▸ **TASK STATEMENT**: The response should hold each line from the entries below where "Deserialize" is found.

::::::

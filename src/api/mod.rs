//! Wire payloads for chat-bison style `generateMessage` endpoints.

use serde::{Deserialize, Serialize};

#[derive(Serialize, Clone)]
pub struct PromptMessage {
    pub author: String,
    pub content: String,
}

#[derive(Serialize, Clone, Default)]
pub struct MessagePrompt {
    #[serde(skip_serializing_if = "Option::is_none")]
    pub context: Option<String>,
    pub messages: Vec<PromptMessage>,
}

#[derive(Serialize)]
#[serde(rename_all = "camelCase")]
pub struct GenerateMessageRequest {
    pub prompt: MessagePrompt,
    pub temperature: f64,
    pub top_k: u32,
    pub top_p: f64,
    pub candidate_count: u32,
}

#[derive(Deserialize)]
pub struct MessageCandidate {
    #[serde(default)]
    pub author: Option<String>,
    pub content: String,
}

#[derive(Deserialize, Default)]
pub struct GenerateMessageResponse {
    #[serde(default)]
    pub candidates: Vec<MessageCandidate>,
}

#[cfg(test)]
mod tests {
    use super::*;

    #[test]
    fn requests_serialize_with_camel_case_keys() {
        let request = GenerateMessageRequest {
            prompt: MessagePrompt {
                context: Some("You are Airi.".to_string()),
                messages: vec![PromptMessage {
                    author: "user".to_string(),
                    content: "Hi".to_string(),
                }],
            },
            temperature: 0.7,
            top_k: 40,
            top_p: 0.95,
            candidate_count: 1,
        };

        let value = serde_json::to_value(&request).unwrap();
        assert_eq!(value["topK"], 40);
        assert_eq!(value["candidateCount"], 1);
        assert_eq!(value["prompt"]["context"], "You are Airi.");
        assert_eq!(value["prompt"]["messages"][0]["author"], "user");

        // Sampling parameters are f64 end to end, so the serialized values
        // are exact, not single-precision approximations.
        assert_eq!(value["temperature"], 0.7);
        assert_eq!(value["topP"], 0.95);
    }

    #[test]
    fn empty_context_is_omitted() {
        let request = GenerateMessageRequest {
            prompt: MessagePrompt::default(),
            temperature: 0.7,
            top_k: 40,
            top_p: 0.95,
            candidate_count: 1,
        };
        let value = serde_json::to_value(&request).unwrap();
        assert!(value["prompt"].get("context").is_none());
    }

    #[test]
    fn responses_tolerate_missing_candidates() {
        let response: GenerateMessageResponse = serde_json::from_str("{}").unwrap();
        assert!(response.candidates.is_empty());

        let response: GenerateMessageResponse =
            serde_json::from_str(r#"{"candidates":[{"content":"Hello"}]}"#).unwrap();
        assert_eq!(response.candidates[0].content, "Hello");
        assert!(response.candidates[0].author.is_none());
    }
}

::::::

▸ **ANSWER TO THE EXERCISE**:
use serde::{Deserialize, Serialize};
#[derive(Deserialize)]
#[derive(Deserialize, Default)]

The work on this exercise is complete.